/// How a market's balance compares to what its positions are owed.
#[derive(Debug, Clone, Default, PartialEq, Eq)]
pub struct SocializedLossData {
    /// Positions that give up part of their profit (or margin, for refunds)
    pub positions_receiving_haircut: Vec<SubaccountId>,
    pub deficit_positions: Vec<DeficitPosition>,
    pub deficit_amount: Decimal,
    pub surplus_amount: Decimal,
    pub total_profits: Decimal,
    pub total_positive_payouts: Decimal,
}

// 4.6: the deficit is the larger of what losing positions cannot pay and what
// positive payouts exceed the market balance by.
pub fn derivative_socialized_loss_data(
    positions: &mut [PositionState],
    funding: Option<&PerpetualFunding>,
    settlement_price: Decimal,
    closing_fee_rate: Decimal,
    market_balance: Decimal,
) -> SocializedLossData {
    let mut data = SocializedLossData::default();
    for state in positions.iter_mut() {
        state.position.apply_funding(funding);
        let status = position_funds_status(&state.position, settlement_price, closing_fee_rate);
        data.total_profits += status.profit;
        data.deficit_amount += status.deficit;
        if status.payout > Decimal::ZERO {
            data.total_positive_payouts += status.payout;
        }

        if status.is_profitable {
            data.positions_receiving_haircut.push(state.subaccount_id);
        } else if status.deficit > Decimal::ZERO {
            data.deficit_positions.push(DeficitPosition {
                subaccount_id: state.subaccount_id,
                deficit: status.deficit,
            });
        }
    }

    let deficit_from_market_balance = data.total_positive_payouts - market_balance;
    data.deficit_amount = data.deficit_amount.max(deficit_from_market_balance);
    data
}

/// Refund settlement of a binary options market. Liabilities are the margins,
/// assets are half a contract payout per unit held.
pub fn binary_refund_socialized_loss_data(positions: &[PositionState], oracle_scale: Decimal, market_balance: Decimal) -> SocializedLossData {
    let liabilities: Decimal = positions.iter().map(|s| s.position.margin).sum();
    let total_quantity: Decimal = positions.iter().map(|s| s.position.quantity).sum();
    let assets = total_quantity * oracle_scale / Decimal::TWO;

    let mut deficit = (liabilities - assets).max(Decimal::ZERO);
    let mut surplus = (assets - liabilities).max(Decimal::ZERO);
    let deficit_from_market_balance = surplus + liabilities - market_balance;
    deficit = deficit.max(deficit_from_market_balance);
    if deficit > Decimal::ZERO {
        surplus = Decimal::ZERO;
    }

    SocializedLossData {
        positions_receiving_haircut: positions.iter().map(|s| s.subaccount_id).collect(),
        deficit_positions: Vec::new(),
        deficit_amount: deficit,
        surplus_amount: surplus,
        total_profits: liabilities,
        total_positive_payouts: Decimal::ZERO,
    }
}

/// `Σ(margin + pnl at mark)` over funding-adjusted positions: what the market
/// would owe if it closed at `mark_price`.
pub fn calculate_market_balance<'a>(
    positions: impl IntoIterator<Item = &'a Position>,
    mark_price: Decimal,
    funding: Option<&PerpetualFunding>,
) -> Decimal {
    positions
        .into_iter()
        .map(|position| {
            let mut position = position.clone();
            position.apply_funding(funding);
            position.margin + position.unrealized_pnl(mark_price)
        })
        .sum()
}

/// Parses an admin-provided binary options price: the refund flag, or a
/// probability in [0, 1] scaled by the oracle scale factor.
pub fn binary_settlement_price(market: &Market, raw_price: Decimal) -> Result<SettlementPrice, MarketError> {
    if !market.is_binary_options() {
        return Err(MarketError::NotBinaryOptions(market.id()));
    }
    if raw_price == BINARY_OPTIONS_REFUND_FLAG {
        return Ok(SettlementPrice::Refund);
    }
    if raw_price < Decimal::ZERO || raw_price > Decimal::ONE {
        return Err(MarketError::InvalidSettlementPrice(raw_price));
    }
    Ok(SettlementPrice::Price(market.oracle().scaled_price(raw_price)))
}

/// Draws up to `deficit` from the market's insurance fund. returns the amount withdrawn.
pub fn pay_deficit_from_insurance(
    insurance: &mut dyn InsuranceFund,
    market_id: MarketId,
    deficit: Decimal,
) -> Result<Decimal, SettlementError> {
    if deficit <= Decimal::ZERO {
        return Ok(Decimal::ZERO);
    }
    let withdrawal = insurance.balance(market_id)?.min(deficit);
    if withdrawal <= Decimal::ZERO {
        return Ok(Decimal::ZERO);
    }
    insurance.withdraw(market_id, withdrawal)?;
    Ok(withdrawal)
}

/// Everything a settlement wants persisted.
#[derive(Debug, Clone, Default)]
pub struct SettlementOutcome {
    pub market_id: MarketId,
    /// Closed positions, sorted by subaccount
    pub positions: Vec<PositionState>,
    pub deposit_deltas: DepositDeltas,
    pub market_balance: Decimal,
    pub insurance_withdrawn: Decimal,
    pub insurance_deposited: Decimal,
    /// Surplus credited to the auction subaccount after the insurance fund refused it
    pub auction_surplus: Decimal,
    pub events: Vec<EventPayload>,
}

impl SettlementOutcome {
    /// Sum of payouts credited to traders and the auction subaccount.
    pub fn total_credited(&self) -> Decimal {
        self.deposit_deltas.iter().map(|(_, d)| d.total).sum()
    }
}

struct Settlement<'a> {
    market: &'a Market,
    price: SettlementPrice,
    closing_fee_rate: Decimal,
    positions: Vec<PositionState>,
    outcome: SettlementOutcome,
}

// 4.6: settle at `price`, closing every position. `market_balance` is what the
// market holds for its positions before settling.
pub fn settle_market(
    market: &Market,
    positions: Vec<PositionState>,
    market_balance: Decimal,
    price: SettlementPrice,
    closing_fee_rate: Decimal,
    insurance: &mut dyn InsuranceFund,
) -> SettlementOutcome {
    let mut settlement = Settlement {
        market,
        price,
        closing_fee_rate,
        positions,
        outcome: SettlementOutcome {
            market_id: market.id(),
            market_balance,
            deposit_deltas: DepositDeltas::new(),
            ..SettlementOutcome::default()
        },
    };
    settlement.positions.sort_by_key(|s| s.subaccount_id);

    let deficit_positions = settlement.socialize_loss(insurance);
    settlement.close_all_positions(&deficit_positions);
    settlement.outcome.positions = settlement.positions;
    settlement.outcome
}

══════════

Apply a filter for "push" to the data above, then copy each line that matches.

== Solution ==
            data.positions_receiving_haircut.push(state.subaccount_id);
            data.deficit_positions.push(DeficitPosition {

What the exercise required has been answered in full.